Independente do setor econômico ou se é do serviço público ou da iniciativa privada, todo trabalhador sofre com o impacto desse desconto em sua folha, sempre no mês de março de cada ano.

Os patrões – no nosso caso, as Prefeituras – são obrigados a promover o desconto de seus funcionários. Não é uma opção. Esse valor, depois de descontado, é remetido à Caixa Econômica Federal, por meio de uma guia de recolhimento paga pelos RH’s. A Caixa, por sua vez, faz a partilha do dinheiro: 60% é destinado ao sindicato da categoria, 15% para a Federação, 5% para a Confederação, 10% para Central Sindical e 10% para o Ministério do Trabalho (aplicado no FAT – Fundo de Amparo ao Trabalhador).
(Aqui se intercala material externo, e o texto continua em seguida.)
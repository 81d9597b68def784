use serde::{Deserialize, Serialize};
use std::collections::HashMap;

/// Maximum message size (4 MiB) on the client control channel.
pub const MAX_MESSAGE_SIZE: u32 = 4 * 1024 * 1024;

/// Framing: each message is a 4-byte big-endian length prefix followed by JSON bytes.
/// The length prefix encodes the size of the JSON payload only (not including itself).

// ---------------------------------------------------------------------------
// Shared state enums
// ---------------------------------------------------------------------------

/// Lifecycle state of a virtual machine.
///
/// The declaration order matters: the online and transient groups are
/// contiguous ranges, exactly as `is_online` / `is_transient` assume.
#[derive(Debug, Clone, Copy, PartialEq, Eq, PartialOrd, Ord, Hash, Serialize, Deserialize)]
pub enum MachineState {
    PoweredOff,
    Saved,
    Teleported,
    Aborted,
    AbortedSaved,
    Running,
    Paused,
    Stuck,
    Teleporting,
    LiveSnapshotting,
    Starting,
    Stopping,
    Saving,
    Restoring,
    TeleportingPausedVM,
    TeleportingIn,
    DeletingSnapshotOnline,
    DeletingSnapshotPaused,
    OnlineSnapshotting,
    RestoringSnapshot,
    DeletingSnapshot,
    SettingUp,
    Snapshotting,
}

impl MachineState {
    /// A VM process exists for the machine (Running ..= OnlineSnapshotting).
    pub fn is_online(self) -> bool {
        self >= MachineState::Running && self <= MachineState::OnlineSnapshotting
    }

    /// The machine is between two stable states (Teleporting ..= Snapshotting).
    pub fn is_transient(self) -> bool {
        self >= MachineState::Teleporting && self <= MachineState::Snapshotting
    }

    pub fn is_online_or_transient(self) -> bool {
        self.is_online() || self.is_transient()
    }

    /// PoweredOff, Saved, Teleported, Aborted, AbortedSaved.
    pub fn is_stable(self) -> bool {
        !self.is_online_or_transient()
    }

    /// A saved-state file belongs to this state.
    pub fn has_saved_state(self) -> bool {
        matches!(self, MachineState::Saved | MachineState::AbortedSaved)
    }

    pub fn as_str(self) -> &'static str {
        match self {
            Self::PoweredOff => "PoweredOff",
            Self::Saved => "Saved",
            Self::Teleported => "Teleported",
            Self::Aborted => "Aborted",
            Self::AbortedSaved => "AbortedSaved",
            Self::Running => "Running",
            Self::Paused => "Paused",
            Self::Stuck => "Stuck",
            Self::Teleporting => "Teleporting",
            Self::LiveSnapshotting => "LiveSnapshotting",
            Self::Starting => "Starting",
            Self::Stopping => "Stopping",
            Self::Saving => "Saving",
            Self::Restoring => "Restoring",
            Self::TeleportingPausedVM => "TeleportingPausedVM",
            Self::TeleportingIn => "TeleportingIn",
            Self::DeletingSnapshotOnline => "DeletingSnapshotOnline",
            Self::DeletingSnapshotPaused => "DeletingSnapshotPaused",
            Self::OnlineSnapshotting => "OnlineSnapshotting",
            Self::RestoringSnapshot => "RestoringSnapshot",
            Self::DeletingSnapshot => "DeletingSnapshot",
            Self::SettingUp => "SettingUp",
            Self::Snapshotting => "Snapshotting",
        }
    }
}

impl std::fmt::Display for MachineState {
    fn fmt(&self, f: &mut std::fmt::Formatter<'_>) -> std::fmt::Result {
        f.write_str(self.as_str())
    }
}

/// Session lock state of a machine.
#[derive(Debug, Clone, Copy, PartialEq, Eq, Hash, Serialize, Deserialize)]
#[serde(rename_all = "lowercase")]
pub enum SessionState {
    Unlocked,
    Spawning,
    Locked,
    Unlocking,
}

impl std::fmt::Display for SessionState {
    fn fmt(&self, f: &mut std::fmt::Formatter<'_>) -> std::fmt::Result {
        match self {
            Self::Unlocked => write!(f, "unlocked"),
            Self::Spawning => write!(f, "spawning"),
            Self::Locked => write!(f, "locked"),
            Self::Unlocking => write!(f, "unlocking"),
        }
    }
}

/// Kind of lock a client session holds on a machine.
#[derive(Debug, Clone, Copy, PartialEq, Eq, Hash, Serialize, Deserialize)]
#[serde(rename_all = "lowercase")]
pub enum LockType {
    Null,
    Shared,
    Write,
    #[serde(rename = "vm")]
    Vm,
}

impl LockType {
    /// Write and VM locks own the session proxy.
    pub fn is_exclusive(self) -> bool {
        matches!(self, LockType::Write | LockType::Vm)
    }
}

impl std::fmt::Display for LockType {
    fn fmt(&self, f: &mut std::fmt::Formatter<'_>) -> std::fmt::Result {
        match self {
            Self::Null => write!(f, "null"),
            Self::Shared => write!(f, "shared"),
            Self::Write => write!(f, "write"),
            Self::Vm => write!(f, "vm"),
        }
    }
}

/// Device type of a storage attachment or boot order slot.
#[derive(Debug, Clone, Copy, PartialEq, Eq, Hash, Serialize, Deserialize)]
#[serde(rename_all = "lowercase")]
pub enum DeviceType {
    Null,
    Floppy,
    Dvd,
    HardDisk,
    Network,
}

impl std::fmt::Display for DeviceType {
    fn fmt(&self, f: &mut std::fmt::Formatter<'_>) -> std::fmt::Result {
        match self {
            Self::Null => write!(f, "null"),
            Self::Floppy => write!(f, "floppy"),
            Self::Dvd => write!(f, "dvd"),
            Self::HardDisk => write!(f, "hdd"),
            Self::Network => write!(f, "net"),
        }
    }
}

// ---------------------------------------------------------------------------
// Manager -> client requests
// ---------------------------------------------------------------------------

#[derive(Debug, Clone, Serialize, Deserialize)]
#[serde(tag = "type")]
pub enum ControlRequest {
    /// Liveness check.
    Ping,

    /// Hand the session proxy of a machine to the client.
    AssignMachine(AssignMachineRequest),

    /// Attach the client as a remote (shared) session.
    AssignRemoteMachine(AssignRemoteMachineRequest),

    /// Ask the direct session for its console handle.
    GetRemoteConsole,

    /// Hot-plug or hot-unplug a storage device.
    StorageDeviceChange(StorageDeviceChangeRequest),

    /// Removable medium was changed on an existing attachment.
    MediumChange(MediumChangeRequest),

    /// The session is being closed by the manager.
    Uninitialize,
}

#[derive(Debug, Clone, Serialize, Deserialize)]
pub struct AssignMachineRequest {
    pub machine_id: String,
    pub lock_type: LockType,
    /// Token the client presents back on unlock.
    pub token: String,
}

#[derive(Debug, Clone, Serialize, Deserialize)]
pub struct AssignRemoteMachineRequest {
    pub machine_id: String,
    pub console: String,
}

#[derive(Debug, Clone, Serialize, Deserialize)]
pub struct StorageDeviceChangeRequest {
    pub controller: String,
    pub port: u32,
    pub device: u32,
    pub remove: bool,
    #[serde(default)]
    pub silent: bool,
}

#[derive(Debug, Clone, Serialize, Deserialize)]
pub struct MediumChangeRequest {
    pub controller: String,
    pub port: u32,
    pub device: u32,
    #[serde(default)]
    pub medium: Option<String>,
    #[serde(default)]
    pub force: bool,
}

// ---------------------------------------------------------------------------
// Client -> manager responses
// ---------------------------------------------------------------------------

#[derive(Debug, Clone, Serialize, Deserialize)]
#[serde(tag = "type")]
pub enum ControlResponse {
    /// Reply to Ping.
    Pong(PongResponse),

    /// Acknowledgment of a request without payload.
    Ok,

    /// Console handle of the direct session.
    Console(ConsoleResponse),

    /// Error response.
    Error(ErrorResponse),
}

#[derive(Debug, Clone, Serialize, Deserialize)]
pub struct PongResponse {
    pub pid: u32,
    #[serde(default)]
    pub frontend: Option<String>,
}

#[derive(Debug, Clone, Serialize, Deserialize)]
pub struct ConsoleResponse {
    pub console: String,
}

#[derive(Debug, Clone, Serialize, Deserialize)]
pub struct ErrorResponse {
    pub code: ErrorCode,
    pub message: String,
}

#[derive(Debug, Clone, Copy, PartialEq, Eq, Serialize, Deserialize)]
pub enum ErrorCode {
    InvalidState,
    NotSupported,
    Rejected,
    Internal,
}

/// Environment handed to a spawned front-end process.
#[derive(Debug, Clone, Default, Serialize, Deserialize)]
pub struct LaunchEnvironment {
    #[serde(default)]
    pub vars: HashMap<String, String>,
}

impl LaunchEnvironment {
    /// Parse `KEY=VALUE` lines; lines without `=` unset nothing and are skipped.
    pub fn parse(text: &str) -> Self {
        let vars = text
            .lines()
            .filter_map(|line| line.split_once('='))
            .map(|(k, v)| (k.trim().to_string(), v.to_string()))
            .filter(|(k, _)| !k.is_empty())
            .collect();
        Self { vars }
    }
}

// ---------------------------------------------------------------------------
// Wire helpers
// ---------------------------------------------------------------------------

/// Encode a message as length-prefixed JSON bytes.
pub fn encode_message<T: Serialize>(msg: &T) -> Result<Vec<u8>, serde_json::Error> {
    let json = serde_json::to_vec(msg)?;
    let len = json.len() as u32;
    let mut buf = Vec::with_capacity(4 + json.len());
    buf.extend_from_slice(&len.to_be_bytes());
    buf.extend_from_slice(&json);
    Ok(buf)
}

/// Decode a length-prefixed JSON message from a byte buffer.
/// Returns the deserialized message and the number of bytes consumed.
pub fn decode_message<T: serde::de::DeserializeOwned>(
    buf: &[u8],
) -> Result<(T, usize), Box<dyn std::error::Error>> {
    if buf.len() < 4 {
        return Err("buffer too short for length prefix".into());
    }
    let len = u32::from_be_bytes([buf[0], buf[1], buf[2], buf[3]]) as usize;
    if len > MAX_MESSAGE_SIZE as usize {
        return Err(format!("message too large: {} bytes", len).into());
    }
    if buf.len() < 4 + len {
        return Err("buffer too short for payload".into());
    }
    let msg: T = serde_json::from_slice(&buf[4..4 + len])?;
    Ok((msg, 4 + len))
}

#[cfg(test)]
mod tests {
    use super::*;

    #[test]
    fn machine_state_groups() {
        assert!(MachineState::PoweredOff.is_stable());
        assert!(MachineState::AbortedSaved.is_stable());
        assert!(MachineState::Running.is_online());
        assert!(!MachineState::Running.is_transient());
        assert!(MachineState::Teleporting.is_online());
        assert!(MachineState::Teleporting.is_transient());
        assert!(MachineState::OnlineSnapshotting.is_online());
        assert!(!MachineState::SettingUp.is_online());
        assert!(MachineState::SettingUp.is_transient());
        assert!(MachineState::Snapshotting.is_transient());
        assert!(!MachineState::Saved.is_online_or_transient());
    }

    #[test]
    fn machine_state_display_matches_name() {
        assert_eq!(MachineState::AbortedSaved.to_string(), "AbortedSaved");
        assert_eq!(MachineState::TeleportingPausedVM.to_string(), "TeleportingPausedVM");
    }

    #[test]
    fn lock_type_serde_values() {
        assert_eq!(serde_json::to_string(&LockType::Vm).unwrap(), "\"vm\"");
        assert_eq!(serde_json::to_string(&LockType::Write).unwrap(), "\"write\"");
        let lt: LockType = serde_json::from_str("\"shared\"").unwrap();
        assert_eq!(lt, LockType::Shared);
        assert!(LockType::Vm.is_exclusive());
        assert!(!LockType::Shared.is_exclusive());
    }

    #[test]
    fn session_state_rejects_unknown() {
        let result: Result<SessionState, _> = serde_json::from_str("\"closing\"");
        assert!(result.is_err());
    }

    #[test]
    fn request_tagged_by_type() {
        let req = ControlRequest::AssignMachine(AssignMachineRequest {
            machine_id: "m1".into(),
            lock_type: LockType::Write,
            token: "t".into(),
        });
        let json = serde_json::to_value(&req).unwrap();
        assert_eq!(json["type"], "AssignMachine");
        assert_eq!(json["lock_type"], "write");
    }

    #[test]
    fn storage_change_defaults_silent() {
        let json = r#"{"type":"StorageDeviceChange","controller":"SATA","port":1,"device":0,"remove":true}"#;
        let req: ControlRequest = serde_json::from_str(json).unwrap();
        match req {
            ControlRequest::StorageDeviceChange(c) => {
                assert!(c.remove);
                assert!(!c.silent);
            }
            other => panic!("unexpected {:?}", other),
        }
    }

    #[test]
    fn framing_consumes_exact_length() {
        let mut buf = encode_message(&ControlResponse::Ok).unwrap();
        let second = encode_message(&ControlResponse::Console(ConsoleResponse {
            console: "console-1".into(),
        }))
        .unwrap();
        buf.extend_from_slice(&second);

        let (first, used): (ControlResponse, usize) = decode_message(&buf).unwrap();
        assert!(matches!(first, ControlResponse::Ok));
        let (next, _): (ControlResponse, usize) = decode_message(&buf[used..]).unwrap();
        match next {
            ControlResponse::Console(c) => assert_eq!(c.console, "console-1"),
            other => panic!("unexpected {:?}", other),
        }
    }

    #[test]
    fn framing_rejects_short_buffer() {
        let buf = encode_message(&ControlRequest::Ping).unwrap();
        assert!(decode_message::<ControlRequest>(&buf[..2]).is_err());
        assert!(decode_message::<ControlRequest>(&buf[..buf.len() - 1]).is_err());
    }

    #[test]
    fn framing_rejects_oversized_prefix() {
        let mut buf = (MAX_MESSAGE_SIZE + 1).to_be_bytes().to_vec();
        buf.extend_from_slice(b"{}");
        assert!(decode_message::<ControlRequest>(&buf).is_err());
    }

    #[test]
    fn launch_environment_parse() {
        let env = LaunchEnvironment::parse("DISPLAY=:0\nBROKEN\n=x\nA=b=c\n");
        assert_eq!(env.vars.len(), 2);
        assert_eq!(env.vars["DISPLAY"], ":0");
        assert_eq!(env.vars["A"], "b=c");
    }
}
A atual direção do Sinsej e a CUT sempre foram contra a cobrança deste imposto. Entendem que é direito do trabalhador escolher se quer contribuir para um sindicato ou não. E essa opção se faz por meio da filiação à entidade e o desconto mensal da contribuição. Assim, desde que nasceu, a CUT pede o fim do Imposto, com a revogação da Lei que o criou. Nisso, trava-se uma dura batalha com centenas de entidades fantasmas, que não mantêm qualquer relação com os trabalhadores, mas recebem verdadeiras fortunas todo ano com essa arrecadação. Um exemplo é a Fetramesc, Federação dos Trabalhadores no Serviço Público Municipal de Santa Catarina. Essa entidade recebe 15% de todo o desconto efetuado na folha de todos os servidores municipais do estado, embora ninguém conheça essa entidade e nem em que atua.

A direção do Sinsej segue na batalha, em todos os congressos de sindicatos, seja em Santa Catarina ou no Brasil, para acabar com essa cobrança absurda. Enquanto ela persiste, porém, o sindicato faz a opção de devolver a parte que lhe é destinada. Portanto, tão logo o sindicato receba os valores deste imposto, será reaberta a discussão da devolução aos servidores.